SUPPLIED RECORDS —
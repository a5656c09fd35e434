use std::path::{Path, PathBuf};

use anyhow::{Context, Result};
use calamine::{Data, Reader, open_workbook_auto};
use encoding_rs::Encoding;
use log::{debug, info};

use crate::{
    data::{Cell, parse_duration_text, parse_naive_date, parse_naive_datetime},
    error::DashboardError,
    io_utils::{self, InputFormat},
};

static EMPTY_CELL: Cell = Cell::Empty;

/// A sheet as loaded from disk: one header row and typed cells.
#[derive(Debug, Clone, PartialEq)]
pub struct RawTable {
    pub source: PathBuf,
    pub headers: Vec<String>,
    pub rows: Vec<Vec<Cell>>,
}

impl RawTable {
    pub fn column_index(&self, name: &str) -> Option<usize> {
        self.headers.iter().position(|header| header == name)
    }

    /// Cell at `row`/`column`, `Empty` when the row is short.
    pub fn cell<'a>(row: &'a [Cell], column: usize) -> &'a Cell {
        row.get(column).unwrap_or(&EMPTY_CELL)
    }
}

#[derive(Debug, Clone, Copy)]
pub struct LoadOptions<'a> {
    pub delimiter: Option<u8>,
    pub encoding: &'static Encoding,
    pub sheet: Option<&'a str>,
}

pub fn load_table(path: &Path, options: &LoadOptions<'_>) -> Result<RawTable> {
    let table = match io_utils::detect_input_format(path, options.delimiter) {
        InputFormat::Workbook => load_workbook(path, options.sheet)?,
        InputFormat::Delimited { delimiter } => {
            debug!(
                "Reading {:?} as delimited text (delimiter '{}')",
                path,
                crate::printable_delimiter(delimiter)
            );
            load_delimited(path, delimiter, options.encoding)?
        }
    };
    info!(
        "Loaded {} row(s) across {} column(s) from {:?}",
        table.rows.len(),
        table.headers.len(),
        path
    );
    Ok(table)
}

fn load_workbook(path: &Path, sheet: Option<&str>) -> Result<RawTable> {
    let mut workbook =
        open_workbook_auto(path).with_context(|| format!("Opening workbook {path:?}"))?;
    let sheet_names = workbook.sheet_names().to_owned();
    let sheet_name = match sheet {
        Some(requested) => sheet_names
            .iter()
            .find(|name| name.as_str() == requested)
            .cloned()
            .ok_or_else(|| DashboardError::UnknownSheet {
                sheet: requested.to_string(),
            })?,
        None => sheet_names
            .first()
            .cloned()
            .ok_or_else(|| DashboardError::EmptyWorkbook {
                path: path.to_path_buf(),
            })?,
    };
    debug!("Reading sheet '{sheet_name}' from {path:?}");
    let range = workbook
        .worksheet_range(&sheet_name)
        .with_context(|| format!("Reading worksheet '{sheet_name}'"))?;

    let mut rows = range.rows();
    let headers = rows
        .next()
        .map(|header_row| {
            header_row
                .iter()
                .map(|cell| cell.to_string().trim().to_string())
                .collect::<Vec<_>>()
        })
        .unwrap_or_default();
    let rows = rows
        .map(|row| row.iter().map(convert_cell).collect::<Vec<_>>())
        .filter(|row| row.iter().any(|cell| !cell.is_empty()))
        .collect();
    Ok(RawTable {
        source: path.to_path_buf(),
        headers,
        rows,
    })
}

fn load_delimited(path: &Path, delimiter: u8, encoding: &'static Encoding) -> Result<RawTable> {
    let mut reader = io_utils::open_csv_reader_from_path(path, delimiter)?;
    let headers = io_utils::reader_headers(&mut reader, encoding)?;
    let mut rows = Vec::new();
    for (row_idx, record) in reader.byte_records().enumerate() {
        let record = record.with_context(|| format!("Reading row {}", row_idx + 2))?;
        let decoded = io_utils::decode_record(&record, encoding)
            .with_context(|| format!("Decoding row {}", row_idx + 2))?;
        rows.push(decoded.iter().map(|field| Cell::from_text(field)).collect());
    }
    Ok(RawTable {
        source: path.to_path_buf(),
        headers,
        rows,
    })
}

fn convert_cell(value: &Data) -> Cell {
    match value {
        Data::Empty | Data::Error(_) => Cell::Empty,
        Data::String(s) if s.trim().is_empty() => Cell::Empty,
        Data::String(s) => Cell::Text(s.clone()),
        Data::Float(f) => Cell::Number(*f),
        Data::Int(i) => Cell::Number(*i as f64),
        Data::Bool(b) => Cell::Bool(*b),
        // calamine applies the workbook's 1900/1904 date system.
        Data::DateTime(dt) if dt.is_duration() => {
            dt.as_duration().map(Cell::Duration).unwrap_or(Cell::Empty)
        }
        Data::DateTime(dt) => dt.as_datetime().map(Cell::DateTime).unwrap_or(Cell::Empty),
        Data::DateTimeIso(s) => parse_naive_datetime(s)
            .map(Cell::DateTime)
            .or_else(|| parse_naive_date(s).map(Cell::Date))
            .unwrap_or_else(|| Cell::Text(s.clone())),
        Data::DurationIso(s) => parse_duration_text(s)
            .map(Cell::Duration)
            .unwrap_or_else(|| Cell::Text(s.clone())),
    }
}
...
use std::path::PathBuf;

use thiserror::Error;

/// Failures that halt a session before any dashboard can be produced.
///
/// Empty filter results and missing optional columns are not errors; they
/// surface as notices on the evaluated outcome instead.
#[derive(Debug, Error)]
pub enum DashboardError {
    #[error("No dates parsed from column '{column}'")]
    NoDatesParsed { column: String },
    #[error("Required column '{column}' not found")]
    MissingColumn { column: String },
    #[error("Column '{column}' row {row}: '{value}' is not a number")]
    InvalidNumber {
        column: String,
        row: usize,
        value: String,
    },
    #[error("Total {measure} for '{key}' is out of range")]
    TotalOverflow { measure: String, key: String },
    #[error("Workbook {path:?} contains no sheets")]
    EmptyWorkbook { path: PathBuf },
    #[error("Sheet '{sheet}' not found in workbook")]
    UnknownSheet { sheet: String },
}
---
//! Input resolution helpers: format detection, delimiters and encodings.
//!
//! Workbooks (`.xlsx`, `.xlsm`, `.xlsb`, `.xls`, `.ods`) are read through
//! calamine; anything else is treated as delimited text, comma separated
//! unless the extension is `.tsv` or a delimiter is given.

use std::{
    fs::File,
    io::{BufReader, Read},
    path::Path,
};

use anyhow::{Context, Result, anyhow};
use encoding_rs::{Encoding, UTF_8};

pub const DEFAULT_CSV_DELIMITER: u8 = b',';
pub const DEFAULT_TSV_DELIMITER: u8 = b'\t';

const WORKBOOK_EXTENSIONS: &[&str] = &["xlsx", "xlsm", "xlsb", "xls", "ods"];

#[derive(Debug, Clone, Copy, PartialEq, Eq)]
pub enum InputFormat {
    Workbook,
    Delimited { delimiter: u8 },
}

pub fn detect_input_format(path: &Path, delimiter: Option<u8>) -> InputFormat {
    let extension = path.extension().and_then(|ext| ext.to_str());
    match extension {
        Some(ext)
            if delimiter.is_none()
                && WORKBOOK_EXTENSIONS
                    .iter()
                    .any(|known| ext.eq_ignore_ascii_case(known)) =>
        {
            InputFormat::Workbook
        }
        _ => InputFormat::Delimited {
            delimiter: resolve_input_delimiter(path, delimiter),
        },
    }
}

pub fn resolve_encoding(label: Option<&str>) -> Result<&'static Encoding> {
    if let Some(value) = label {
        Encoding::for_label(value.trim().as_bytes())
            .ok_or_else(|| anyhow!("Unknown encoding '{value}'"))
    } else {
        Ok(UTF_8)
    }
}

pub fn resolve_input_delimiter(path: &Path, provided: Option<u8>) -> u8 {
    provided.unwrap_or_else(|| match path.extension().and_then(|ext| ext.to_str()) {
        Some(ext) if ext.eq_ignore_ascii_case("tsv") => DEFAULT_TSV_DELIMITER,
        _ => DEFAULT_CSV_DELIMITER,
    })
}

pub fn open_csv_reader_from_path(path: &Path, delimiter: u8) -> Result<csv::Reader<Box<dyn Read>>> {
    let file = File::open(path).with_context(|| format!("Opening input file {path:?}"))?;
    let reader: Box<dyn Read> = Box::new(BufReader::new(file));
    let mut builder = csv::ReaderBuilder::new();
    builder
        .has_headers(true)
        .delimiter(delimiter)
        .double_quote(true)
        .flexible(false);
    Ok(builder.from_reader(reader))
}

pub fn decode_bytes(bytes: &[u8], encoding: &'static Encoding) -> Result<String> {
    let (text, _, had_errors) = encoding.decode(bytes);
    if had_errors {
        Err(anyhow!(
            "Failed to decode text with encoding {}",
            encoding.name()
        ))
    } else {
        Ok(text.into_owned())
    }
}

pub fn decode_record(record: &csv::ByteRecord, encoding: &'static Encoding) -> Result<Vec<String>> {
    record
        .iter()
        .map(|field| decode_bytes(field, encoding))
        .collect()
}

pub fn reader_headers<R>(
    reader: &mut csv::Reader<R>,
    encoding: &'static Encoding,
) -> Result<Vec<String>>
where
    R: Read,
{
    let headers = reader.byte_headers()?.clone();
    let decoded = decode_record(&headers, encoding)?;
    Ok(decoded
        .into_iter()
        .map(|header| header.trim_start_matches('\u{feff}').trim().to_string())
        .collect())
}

WORK TO COMPLETE — Among the lines of the data, find every one that holds "anyhow" and copy it.

YOUR SOLUTION —
use anyhow::{Context, Result};
use anyhow::{Context, Result, anyhow};
            .ok_or_else(|| anyhow!("Unknown encoding '{value}'"))
        Err(anyhow!(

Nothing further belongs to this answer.